Background/Objective:
Colonic perforation is no longer a rare complication of colonoscopy. Our previous report identified forty-five such iatrogenic injuries from 1980-1994 (x=3,082 colonoscopies/yr). This current follow-up of the ensuing seven years examines changing trends of endoscopic usage in addition to management and prognosis of patients suffering colonoscopic perforations.

Design:
Retrospective analysis of 78,702 colonoscopies (1994-2000, x=11,243 colonoscopies/yr) allowed assessment of medical records in all patients treated at our institution for colonic perforation.

Results:
Sixty-six patients from our institution (perforation rate=0.084%) and six patients from outside institutions were treated for colonic perforation following colonoscopy (41 women, 31 men; ages=30-92, median=73). Sixty-two patients underwent laparotomy, while ten were managed non-operatively. All ten patients managed non-operatively were void of peritoneal irritation by physical exam; eight patients did well (median hospital stay=5.5 days, range=0-12), but one death (family declined operative intervention) and one pelvic abscess requiring percutaneous drainage were noted. Peritoneal irritation by physical exam was evident in fifty-seven of sixty-two patients undergoing laparotomy. Perforations occurred throughout the colon: right=22 (31%); transverse=5 (7%); left=44 (61%); and unknown=1 (1%). Thirty-eight patients (61%) underwent primary repair or resection with anastomosis. Fecal diversion was used in all patients with extensive peritoneal contamination (n=12) and twelve out of thirty patients with moderate contamination (40%). Peri-operative morbidity (39%) and mortality (8%) were significant.

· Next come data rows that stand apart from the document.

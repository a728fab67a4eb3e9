//! DTOs for split endpoints.
//!
//! The split request is a closed, tagged union: the `strategy` field
//! selects the variant and its payload.

use chrono::{DateTime, Utc};
use serde::{Deserialize, Serialize};
use utoipa::ToSchema;

use crate::domain::{
    Money, NamedAmount, SeatId, SessionId, Split, SplitAdjustment, SplitId, SplitParams,
    SplitPart, SplitStrategy,
};

/// Request body for `POST /sessions/{id}/splits`.
#[derive(Debug, Clone, Deserialize, ToSchema)]
#[serde(tag = "strategy", rename_all = "snake_case")]
pub enum CreateSplitRequest {
    /// Divide the balance into equal parts.
    Equal {
        /// Number of parts, at least 2.
        number_of_parts: usize,
        /// Optional labels, defaulting to `Pessoa N`.
        #[serde(default)]
        names: Vec<String>,
    },
    /// Caller-chosen amounts that must sum to the balance.
    Custom {
        /// Named amounts.
        parts: Vec<NamedAmount>,
    },
    /// One part per seat from item associations.
    Seat {
        /// Seats to include.
        seat_ids: Vec<SeatId>,
        /// Spread unassigned items over the seats (default) instead of a
        /// separate part.
        #[serde(default = "default_include_shared")]
        include_shared_items: bool,
    },
}

fn default_include_shared() -> bool {
    true
}

impl From<CreateSplitRequest> for SplitParams {
    fn from(req: CreateSplitRequest) -> Self {
        match req {
            CreateSplitRequest::Equal {
                number_of_parts,
                names,
            } => Self::Equal {
                number_of_parts,
                names,
            },
            CreateSplitRequest::Custom { parts } => Self::Custom { parts },
            CreateSplitRequest::Seat {
                seat_ids,
                include_shared_items,
            } => Self::Seat {
                seat_ids,
                include_shared_items,
            },
        }
    }
}

/// A split with its parts.
#[derive(Debug, Clone, Serialize, ToSchema)]
pub struct SplitResponse {
    /// Split identifier.
    pub id: SplitId,
    /// Owning session.
    pub session_id: SessionId,
    /// Strategy used.
    pub strategy: SplitStrategy,
    /// Balance divided; equals the sum of the parts.
    pub amount: Money,
    /// Parts in display order.
    pub parts: Vec<SplitPart>,
    /// Corrective adjustment applied by the seat calculator.
    #[serde(skip_serializing_if = "Option::is_none")]
    pub adjustment: Option<SplitAdjustment>,
    /// `true` once every part is paid.
    pub is_settled: bool,
    /// Creation timestamp.
    pub created_at: DateTime<Utc>,
}

impl From<&Split> for SplitResponse {
    fn from(split: &Split) -> Self {
        Self {
            id: split.id,
            session_id: split.session_id,
            strategy: split.strategy,
            amount: split.amount,
            parts: split.parts.clone(),
            adjustment: split.adjustment.clone(),
            is_settled: split.is_settled(),
            created_at: split.created_at,
        }
    }
}
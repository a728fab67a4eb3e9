//! Payments recorded against a session.

use chrono::{DateTime, Utc};
use serde::{Deserialize, Serialize};
use utoipa::ToSchema;

use super::{Money, PartId, PaymentId, SessionId};

/// Settlement state of a payment.
///
/// The only permitted transitions are `pending → confirmed` and
/// `pending → failed`, each taken at most once.
#[derive(Debug, Clone, Copy, PartialEq, Eq, Serialize, Deserialize, ToSchema)]
#[serde(rename_all = "snake_case")]
pub enum PaymentStatus {
    /// Waiting for external confirmation; reserves balance but is not paid.
    Pending,
    /// Counts toward the session's paid amount.
    Confirmed,
    /// Rejected or expired; never counts.
    Failed,
}

impl PaymentStatus {
    /// Returns the status as a static string slice.
    #[must_use]
    pub const fn as_str(self) -> &'static str {
        match self {
            Self::Pending => "pending",
            Self::Confirmed => "confirmed",
            Self::Failed => "failed",
        }
    }
}

/// A single payment against a session.
///
/// Created either ad hoc or by paying a split part (`part_id` is set in
/// that case). Immutable after creation apart from the one-time status
/// transition.
#[derive(Debug, Clone, Serialize, Deserialize, ToSchema)]
pub struct Payment {
    /// Payment identifier.
    pub id: PaymentId,
    /// Owning session.
    pub session_id: SessionId,
    /// Opaque payment method tag (`cash`, `card`, `pix`, ...).
    pub method: String,
    /// Amount paid.
    pub amount: Money,
    /// Optional name of the payer.
    #[serde(default, skip_serializing_if = "Option::is_none")]
    pub payer_name: Option<String>,
    /// Settlement state.
    pub status: PaymentStatus,
    /// Split part settled by this payment, if any.
    #[serde(default, skip_serializing_if = "Option::is_none")]
    pub part_id: Option<PartId>,
    /// Client idempotency key the payment was recorded under.
    #[serde(default, skip_serializing_if = "Option::is_none")]
    pub request_id: Option<String>,
    /// Why the payment failed, when it did.
    #[serde(default, skip_serializing_if = "Option::is_none")]
    pub failure_reason: Option<String>,
    /// Creation timestamp.
    pub created_at: DateTime<Utc>,
    /// When the payment left `pending`.
    #[serde(default, skip_serializing_if = "Option::is_none")]
    pub settled_at: Option<DateTime<Utc>>,
}

impl Payment {
    /// Returns `true` if this payment counts toward the paid amount.
    #[must_use]
    pub fn is_confirmed(&self) -> bool {
        self.status == PaymentStatus::Confirmed
    }

    /// Returns `true` if this payment still awaits confirmation.
    #[must_use]
    pub fn is_pending(&self) -> bool {
        self.status == PaymentStatus::Pending
    }
}
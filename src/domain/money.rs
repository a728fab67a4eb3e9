//! Fixed-point monetary values.
//!
//! [`Money`] stores an amount as signed integer minor units (cents) and is
//! exposed on the wire as a decimal string with exactly two fraction
//! digits. All arithmetic happens on minor units, so sums and equality
//! checks are exact; there is no tolerance anywhere in the engine.
//! Parsing and ratio rounding go through [`rust_decimal`].

use std::fmt;
use std::iter::Sum;
use std::ops::{Add, AddAssign, Neg, Sub, SubAssign};
use std::str::FromStr;

use rust_decimal::prelude::*;
use serde::de::{self, Visitor};
use serde::{Deserialize, Deserializer, Serialize, Serializer};

/// Number of fraction digits accepted and rendered.
const DECIMAL_PLACES: u32 = 2;

/// Errors produced while parsing or dividing monetary values.
#[derive(Debug, Clone, PartialEq, Eq, thiserror::Error)]
pub enum MoneyError {
    /// Input is not a plain decimal number.
    #[error("malformed amount: {0:?}")]
    Malformed(String),

    /// Input has more than two fraction digits.
    #[error("amount {0:?} has more than 2 fraction digits")]
    ExcessPrecision(String),

    /// Input exceeds the supported magnitude.
    #[error("amount {0:?} is out of range")]
    OutOfRange(String),

    /// A division was requested with zero parts or zero total weight.
    #[error("cannot divide into {0} parts")]
    InvalidDivisor(u64),

    /// Division of a negative amount was requested.
    #[error("cannot divide a negative amount ({0})")]
    NegativeAmount(Money),
}

/// Monetary amount in integer minor units.
///
/// Serialized as a string such as `"33.34"`. Deserializes from either a
/// string or a JSON number; in both cases more than two fraction digits
/// are rejected instead of rounded.
#[derive(Debug, Clone, Copy, Default, PartialEq, Eq, PartialOrd, Ord, Hash)]
pub struct Money(i64);

impl Money {
    /// Zero.
    pub const ZERO: Self = Self(0);

    /// Largest magnitude accepted at the boundary (10 000 000.00).
    pub const MAX: Self = Self(1_000_000_000);

    /// Creates a value from minor units.
    #[must_use]
    pub const fn from_minor(minor: i64) -> Self {
        Self(minor)
    }

    /// Returns the amount in minor units.
    #[must_use]
    pub const fn minor_units(self) -> i64 {
        self.0
    }

    /// Returns `true` when the amount is exactly zero.
    #[must_use]
    pub const fn is_zero(self) -> bool {
        self.0 == 0
    }

    /// Returns `true` when the amount is strictly greater than zero.
    #[must_use]
    pub const fn is_positive(self) -> bool {
        self.0 > 0
    }

    /// Returns `true` when the amount is strictly below zero.
    #[must_use]
    pub const fn is_negative(self) -> bool {
        self.0 < 0
    }

    /// Checked addition.
    #[must_use]
    pub const fn checked_add(self, other: Self) -> Option<Self> {
        match self.0.checked_add(other.0) {
            Some(v) => Some(Self(v)),
            None => None,
        }
    }

    /// Checked multiplication by an integer quantity.
    #[must_use]
    pub fn checked_mul(self, quantity: u32) -> Option<Self> {
        self.0.checked_mul(i64::from(quantity)).map(Self)
    }

    /// Scales the amount by `numerator / denominator`, rounding half away
    /// from zero at the minor-unit level.
    ///
    /// # Errors
    ///
    /// Returns [`MoneyError::InvalidDivisor`] when `denominator` is zero
    /// and [`MoneyError::OutOfRange`] when the result does not fit.
    pub fn multiply_by_ratio(self, numerator: u64, denominator: u64) -> Result<Self, MoneyError> {
        if denominator == 0 {
            return Err(MoneyError::InvalidDivisor(0));
        }
        let out_of_range = || MoneyError::OutOfRange(format!("{self} * {numerator}/{denominator}"));
        Decimal::from(self.0)
            .checked_mul(Decimal::from(numerator))
            .and_then(|scaled| scaled.checked_div(Decimal::from(denominator)))
            .map(|ratio| ratio.round_dp_with_strategy(0, RoundingStrategy::MidpointAwayFromZero))
            .and_then(|rounded| rounded.to_i64())
            .map(Self)
            .ok_or_else(out_of_range)
    }

    /// Converts a decimal amount, rejecting more than two fraction digits
    /// and magnitudes above [`Money::MAX`]. `raw` is the input as received,
    /// used in error messages.
    fn from_decimal(value: Decimal, raw: &str) -> Result<Self, MoneyError> {
        if value.scale() > DECIMAL_PLACES {
            return Err(MoneyError::ExcessPrecision(raw.to_string()));
        }
        if value.abs() > Decimal::new(Self::MAX.0, DECIMAL_PLACES) {
            return Err(MoneyError::OutOfRange(raw.to_string()));
        }
        let mut value = value;
        value.rescale(DECIMAL_PLACES);
        i64::try_from(value.mantissa())
            .map(Self)
            .map_err(|_| MoneyError::OutOfRange(raw.to_string()))
    }

    /// Splits the amount into `parts` shares whose sum equals `self`
    /// exactly.
    ///
    /// Every share gets the floor of the division; the remaining `k`
    /// minor units go one each to the first `k` shares, left to right.
    ///
    /// # Errors
    ///
    /// Returns [`MoneyError::InvalidDivisor`] for zero parts and
    /// [`MoneyError::NegativeAmount`] for negative amounts.
    pub fn divide_evenly(self, parts: usize) -> Result<Vec<Self>, MoneyError> {
        let weights = vec![1_u64; parts];
        self.allocate(&weights)
    }

    /// Splits the amount proportionally to `weights`, with the sum of the
    /// shares equal to `self` exactly.
    ///
    /// Each share is the floor of its proportional value; leftover minor
    /// units are handed out one at a time, left to right, to shares with a
    /// non-zero weight. With all weights equal this is
    /// [`Money::divide_evenly`].
    ///
    /// # Errors
    ///
    /// Returns [`MoneyError::InvalidDivisor`] if the weights are empty or
    /// sum to zero and [`MoneyError::NegativeAmount`] for negative amounts.
    pub fn allocate(self, weights: &[u64]) -> Result<Vec<Self>, MoneyError> {
        if self.is_negative() {
            return Err(MoneyError::NegativeAmount(self));
        }
        let total_weight: u128 = weights.iter().map(|w| u128::from(*w)).sum();
        if total_weight == 0 {
            return Err(MoneyError::InvalidDivisor(0));
        }

        let amount = u128::from(self.0.unsigned_abs());
        let mut shares: Vec<u128> = weights
            .iter()
            .map(|w| amount * u128::from(*w) / total_weight)
            .collect();

        let distributed: u128 = shares.iter().sum();
        let mut leftover = amount - distributed;
        while leftover > 0 {
            for (share, weight) in shares.iter_mut().zip(weights) {
                if leftover == 0 {
                    break;
                }
                if *weight > 0 {
                    *share += 1;
                    leftover -= 1;
                }
            }
        }

        shares
            .into_iter()
            .map(|s| {
                i64::try_from(s)
                    .map(Self)
                    .map_err(|_| MoneyError::OutOfRange(s.to_string()))
            })
            .collect()
    }

    /// Returns the absolute value.
    #[must_use]
    pub const fn abs(self) -> Self {
        Self(self.0.abs())
    }
}

impl fmt::Display for Money {
    fn fmt(&self, f: &mut fmt::Formatter<'_>) -> fmt::Result {
        fmt::Display::fmt(&Decimal::new(self.0, DECIMAL_PLACES), f)
    }
}

/// Plain decimal shape: optional `-`, digits, optional `.` and digits.
/// `Decimal` alone would also take `+1`, `1_000` and `1.`.
fn is_plain_decimal(s: &str) -> bool {
    let body = s.strip_prefix('-').unwrap_or(s);
    let (int_part, frac_part) = match body.split_once('.') {
        Some((i, f)) => (i, Some(f)),
        None => (body, None),
    };
    let digits = |part: &str| !part.is_empty() && part.bytes().all(|b| b.is_ascii_digit());
    digits(int_part) && frac_part.is_none_or(digits)
}

impl FromStr for Money {
    type Err = MoneyError;

    /// Parses `"12"`, `"12.5"`, `"12.50"` or `"-3.10"`. Rejects blanks,
    /// exponents, thousands separators, a bare `"."`, and anything with
    /// more than two fraction digits.
    fn from_str(s: &str) -> Result<Self, Self::Err> {
        if !is_plain_decimal(s) {
            return Err(MoneyError::Malformed(s.to_string()));
        }
        // Only magnitude can fail once the shape is valid.
        let value =
            Decimal::from_str_exact(s).map_err(|_| MoneyError::OutOfRange(s.to_string()))?;
        Self::from_decimal(value, s)
    }
}

impl Add for Money {
    type Output = Self;

    fn add(self, rhs: Self) -> Self {
        Self(self.0 + rhs.0)
    }
}

impl AddAssign for Money {
    fn add_assign(&mut self, rhs: Self) {
        self.0 += rhs.0;
    }
}

impl Sub for Money {
    type Output = Self;

    fn sub(self, rhs: Self) -> Self {
        Self(self.0 - rhs.0)
    }
}

impl SubAssign for Money {
    fn sub_assign(&mut self, rhs: Self) {
        self.0 -= rhs.0;
    }
}

impl Neg for Money {
    type Output = Self;

    fn neg(self) -> Self {
        Self(-self.0)
    }
}

impl Sum for Money {
    fn sum<I: Iterator<Item = Self>>(iter: I) -> Self {
        iter.fold(Self::ZERO, Add::add)
    }
}

impl<'a> Sum<&'a Money> for Money {
    fn sum<I: Iterator<Item = &'a Money>>(iter: I) -> Self {
        iter.copied().sum()
    }
}

impl Serialize for Money {
    fn serialize<S: Serializer>(&self, serializer: S) -> Result<S::Ok, S::Error> {
        serializer.collect_str(self)
    }
}

impl<'de> Deserialize<'de> for Money {
    fn deserialize<D: Deserializer<'de>>(deserializer: D) -> Result<Self, D::Error> {
        deserializer.deserialize_any(MoneyVisitor)
    }
}

struct MoneyVisitor;

impl Visitor<'_> for MoneyVisitor {
    type Value = Money;

    fn expecting(&self, f: &mut fmt::Formatter<'_>) -> fmt::Result {
        f.write_str("a decimal amount with at most 2 fraction digits")
    }

    fn visit_str<E: de::Error>(self, v: &str) -> Result<Money, E> {
        v.parse().map_err(E::custom)
    }

    fn visit_u64<E: de::Error>(self, v: u64) -> Result<Money, E> {
        Money::from_decimal(Decimal::from(v), &v.to_string()).map_err(E::custom)
    }

    fn visit_i64<E: de::Error>(self, v: i64) -> Result<Money, E> {
        Money::from_decimal(Decimal::from(v), &v.to_string()).map_err(E::custom)
    }

    // `f64` Display is the shortest round-tripping form, so `12.34` stays
    // `12.34` (not the `12.339999...` of its binary value) and `12.345`
    // is rejected rather than silently rounded.
    fn visit_f64<E: de::Error>(self, v: f64) -> Result<Money, E> {
        let raw = v.to_string();
        if !v.is_finite() {
            return Err(E::custom(MoneyError::Malformed(raw)));
        }
        let value = Decimal::from_str_exact(&raw)
            .map_err(|_| E::custom(MoneyError::OutOfRange(raw.clone())))?;
        Money::from_decimal(value, &raw).map_err(E::custom)
    }
}

impl utoipa::PartialSchema for Money {
    fn schema() -> utoipa::openapi::RefOr<utoipa::openapi::schema::Schema> {
        utoipa::openapi::ObjectBuilder::new()
            .schema_type(utoipa::openapi::schema::Type::String)
            .description(Some(
                "Decimal amount with exactly two fraction digits, e.g. \"33.34\"",
            ))
            .into()
    }
}

impl utoipa::ToSchema for Money {}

Factors predicting a poor outcome included delayed daignosis, extensive peritoneal contamination, and patients using anticoagulants (p<0.05).

Conclusions:
Compared to our prior study, the present review highlights a higher prevalence of injury based on more frequent usage of colonoscopy. Perforation rates remain around 0.1%. Expedient surgical intervention facilitates patient recovery.